─── AVAILABLE DATA

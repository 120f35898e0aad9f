use std::fs;
use std::io::{Read, Write};
use std::path::Path;

use tempfile::NamedTempFile;

use crate::error::FetchError;
use crate::source::{Response, Source};
use crate::target::DownloadTarget;

const CHUNK_SIZE: usize = 64 * 1024;

/// How a successful run ended.
#[derive(Debug, Clone, Copy, PartialEq, Eq)]
pub enum Outcome {
    AlreadyPresent { size_bytes: u64 },
    Downloaded { size_bytes: u64 },
}

impl Outcome {
    pub fn size_bytes(&self) -> u64 {
        match *self {
            Outcome::AlreadyPresent { size_bytes } | Outcome::Downloaded { size_bytes } => size_bytes,
        }
    }
}

pub struct Fetcher<S> {
    source: S,
}

impl<S: Source> Fetcher<S> {
    pub fn new(source: S) -> Self {
        Fetcher { source }
    }

    /// Makes sure the target file is on disk, downloading it if needed.
    ///
    /// # Arguments
    ///
    /// * `target` - The URL to fetch and the path to store it at.
    /// * `on_progress` - Called after every chunk with the bytes written so far
    ///   and the total from `Content-Length`, if the server sent one.
    ///
    /// # Returns
    ///
    /// `Outcome::AlreadyPresent` without touching the network when the file
    /// exists, `Outcome::Downloaded` once a fresh copy is verified on disk.
    pub fn fetch<F>(&self, target: &DownloadTarget, on_progress: F) -> Result<Outcome, FetchError>
    where
        F: FnMut(u64, Option<u64>),
    {
        if let Ok(size_bytes) = verify(&target.path) {
            log::info!("{} already present ({} bytes)", target.path.display(), size_bytes);
            return Ok(Outcome::AlreadyPresent { size_bytes });
        }

        let written = self.transfer(target, on_progress)?;
        let size_bytes = verify(&target.path)?;
        if size_bytes != written {
            log::warn!(
                "{} is {} bytes but {} were written",
                target.path.display(),
                size_bytes,
                written
            );
        }

        Ok(Outcome::Downloaded { size_bytes })
    }

    /// Streams the URL into a temporary file next to the destination and
    /// renames it into place once the body has been fully read.
    fn transfer<F>(&self, target: &DownloadTarget, mut on_progress: F) -> Result<u64, FetchError>
    where
        F: FnMut(u64, Option<u64>),
    {
        let dir = target.cache_dir().unwrap_or_else(|| Path::new("."));
        fs::create_dir_all(dir).map_err(|source| FetchError::CreateDir {
            path: dir.to_path_buf(),
            source,
        })?;

        let Response {
            mut body,
            content_length,
        } = self.source.open(&target.url)?;

        let mut part = tempfile::Builder::new()
            .prefix(".download-")
            .suffix(".part")
            .tempfile_in(dir)
            .map_err(FetchError::TempFile)?;
        log::debug!("streaming into {}", part.path().display());

        let written = copy_chunks(&mut body, &mut part, content_length, &mut on_progress)?;
        if let Some(expected) = content_length {
            if written < expected {
                return Err(FetchError::Truncated {
                    expected,
                    received: written,
                });
            }
        }

        persist(part, &target.path)?;
        log::info!("wrote {} bytes to {}", written, target.path.display());
        Ok(written)
    }
}

fn copy_chunks<R, F>(
    body: &mut R,
    out: &mut NamedTempFile,
    total: Option<u64>,
    on_progress: &mut F,
) -> Result<u64, FetchError>
where
    R: Read,
    F: FnMut(u64, Option<u64>),
{
    let mut buf = vec![0u8; CHUNK_SIZE];
    let mut written: u64 = 0;
    loop {
        let n = match body.read(&mut buf) {
            Ok(0) => break,
            Ok(n) => n,
            Err(e) if e.kind() == std::io::ErrorKind::Interrupted => continue,
            Err(e) => return Err(FetchError::Read(e)),
        };
        out.write_all(&buf[..n]).map_err(FetchError::Write)?;
        written += n as u64;
        on_progress(written, total);
    }
    out.flush().map_err(FetchError::Write)?;
    Ok(written)
}

fn persist(part: NamedTempFile, path: &Path) -> Result<(), FetchError> {
    part.as_file().sync_all().map_err(FetchError::Write)?;
    part.persist(path).map_err(|e| FetchError::Persist(e.error))?;
    Ok(())
}

/// Size of the file at `path`, or `FetchError::Missing` if there is no
/// regular file there.
pub fn verify(path: &Path) -> Result<u64, FetchError> {
    fs::metadata(path)
        .ok()
        .filter(|m| m.is_file())
        .map(|m| m.len())
        .ok_or_else(|| FetchError::Missing {
            path: path.to_path_buf(),
        })
}

#[cfg(test)]
mod tests {
    use super::*;
    use std::cell::Cell;
    use std::io::{self, Cursor};

    use crate::target::MODEL_URL;

    struct MemorySource {
        data: Vec<u8>,
        content_length: Option<u64>,
        opened: Cell<usize>,
    }

    impl MemorySource {
        fn new(data: &[u8]) -> Self {
            MemorySource {
                data: data.to_vec(),
                content_length: Some(data.len() as u64),
                opened: Cell::new(0),
            }
        }
    }

    impl Source for &MemorySource {
        type Body = Cursor<Vec<u8>>;

        fn open(&self, _url: &str) -> Result<Response<Self::Body>, FetchError> {
            self.opened.set(self.opened.get() + 1);
            Ok(Response {
                body: Cursor::new(self.data.clone()),
                content_length: self.content_length,
            })
        }
    }

    struct Unreachable;

    impl Source for Unreachable {
        type Body = io::Empty;

        fn open(&self, _url: &str) -> Result<Response<Self::Body>, FetchError> {
            Err(FetchError::Status { code: 503 })
        }
    }

    /// Yields some bytes, then a read error.
    struct Broken(usize);

    impl Read for Broken {
        fn read(&mut self, buf: &mut [u8]) -> io::Result<usize> {
            if self.0 == 0 {
                return Err(io::Error::new(io::ErrorKind::ConnectionReset, "reset by peer"));
            }
            let n = self.0.min(buf.len());
            buf[..n].fill(7);
            self.0 -= n;
            Ok(n)
        }
    }

    struct BrokenSource;

    impl Source for BrokenSource {
        type Body = Broken;

        fn open(&self, _url: &str) -> Result<Response<Self::Body>, FetchError> {
            Ok(Response {
                body: Broken(100),
                content_length: Some(1000),
            })
        }
    }

    fn leftovers(dir: &Path) -> Vec<String> {
        fs::read_dir(dir)
            .unwrap()
            .map(|e| e.unwrap().file_name().to_string_lossy().into_owned())
            .collect()
    }

    #[test]
    fn existing_file_skips_network() {
        let dir = tempfile::tempdir().unwrap();
        let path = dir.path().join("model.pth");
        fs::write(&path, b"0123456789").unwrap();

        let source = MemorySource::new(b"fresh bytes");
        let fetcher = Fetcher::new(&source);
        let outcome = fetcher
            .fetch(&DownloadTarget::new(MODEL_URL, &path), |_, _| panic!("no progress expected"))
            .unwrap();

        assert_eq!(outcome, Outcome::AlreadyPresent { size_bytes: 10 });
        assert_eq!(source.opened.get(), 0);
        assert_eq!(fs::read(&path).unwrap(), b"0123456789");
    }

    #[test]
    fn creates_missing_directories_and_writes_file() {
        let dir = tempfile::tempdir().unwrap();
        let path = dir.path().join("a/b/c/model.pth");
        let data: Vec<u8> = (0..200_000u32).map(|i| i as u8).collect();

        let source = MemorySource::new(&data);
        let mut calls = Vec::new();
        let outcome = Fetcher::new(&source)
            .fetch(&DownloadTarget::new(MODEL_URL, &path), |done, total| calls.push((done, total)))
            .unwrap();

        assert_eq!(outcome, Outcome::Downloaded { size_bytes: 200_000 });
        assert_eq!(fs::read(&path).unwrap(), data);
        assert_eq!(source.opened.get(), 1);

        // 200_000 bytes in 64 KiB chunks.
        assert_eq!(calls.len(), 4);
        assert!(calls.windows(2).all(|w| w[0].0 < w[1].0));
        assert_eq!(calls.last(), Some(&(200_000, Some(200_000))));
        assert_eq!(leftovers(path.parent().unwrap()), vec!["model.pth".to_string()]);
    }

    #[test]
    fn unknown_length_is_passed_through() {
        let dir = tempfile::tempdir().unwrap();
        let path = dir.path().join("model.pth");
        let mut source = MemorySource::new(b"abc");
        source.content_length = None;

        let mut last = None;
        Fetcher::new(&source)
            .fetch(&DownloadTarget::new(MODEL_URL, &path), |done, total| last = Some((done, total)))
            .unwrap();
        assert_eq!(last, Some((3, None)));
    }

    #[test]
    fn empty_body_still_produces_a_file() {
        let dir = tempfile::tempdir().unwrap();
        let path = dir.path().join("model.pth");
        let source = MemorySource::new(b"");

        let outcome = Fetcher::new(&source)
            .fetch(&DownloadTarget::new(MODEL_URL, &path), |_, _| {})
            .unwrap();
        assert_eq!(outcome, Outcome::Downloaded { size_bytes: 0 });
        assert!(path.is_file());
    }

    #[test]
    fn network_failure_still_creates_directory() {
        let dir = tempfile::tempdir().unwrap();
        let cache = dir.path().join("cache");
        let path = cache.join("model.pth");

        let err = Fetcher::new(Unreachable)
            .fetch(&DownloadTarget::new(MODEL_URL, &path), |_, _| {})
            .unwrap_err();

        assert!(matches!(err, FetchError::Status { code: 503 }));
        assert!(err.is_transfer_failure());
        assert!(cache.is_dir());
        assert!(!path.exists());
    }

    #[test]
    fn read_error_leaves_no_partial_file() {
        let dir = tempfile::tempdir().unwrap();
        let path = dir.path().join("model.pth");

        let err = Fetcher::new(BrokenSource)
            .fetch(&DownloadTarget::new(MODEL_URL, &path), |_, _| {})
            .unwrap_err();

        assert!(matches!(err, FetchError::Read(_)));
        assert!(!path.exists());
        assert!(leftovers(dir.path()).is_empty());
    }

    #[test]
    fn short_body_is_truncated() {
        let dir = tempfile::tempdir().unwrap();
        let path = dir.path().join("model.pth");
        let mut source = MemorySource::new(b"abc");
        source.content_length = Some(10);

        let err = Fetcher::new(&source)
            .fetch(&DownloadTarget::new(MODEL_URL, &path), |_, _| {})
            .unwrap_err();

        assert!(matches!(err, FetchError::Truncated { expected: 10, received: 3 }));
        assert!(!path.exists());
    }

    #[test]
    fn destination_directory_is_not_treated_as_present() {
        let dir = tempfile::tempdir().unwrap();
        let path = dir.path().join("model.pth");
        fs::create_dir(&path).unwrap();
        let source = MemorySource::new(b"abc");

        let err = Fetcher::new(&source)
            .fetch(&DownloadTarget::new(MODEL_URL, &path), |_, _| {})
            .unwrap_err();

        assert_eq!(source.opened.get(), 1);
        assert!(matches!(err, FetchError::Persist(_)));
    }

    #[test]
    fn verify_reports_missing_file() {
        let dir = tempfile::tempdir().unwrap();
        let path = dir.path().join("model.pth");

        let err = verify(&path).unwrap_err();
        assert!(matches!(err, FetchError::Missing { .. }));
        assert!(!err.is_transfer_failure());

        fs::write(&path, b"12345").unwrap();
        assert_eq!(verify(&path).unwrap(), 5);
    }
}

──────

◆ TASK DETAILS ◆
Each line with the word "struct" in the records above belongs in the result; copy all of them.

◆ ANSWER BELOW ◆
pub struct Fetcher<S> {
    struct MemorySource {
    struct Unreachable;
    struct Broken(usize);
    struct BrokenSource;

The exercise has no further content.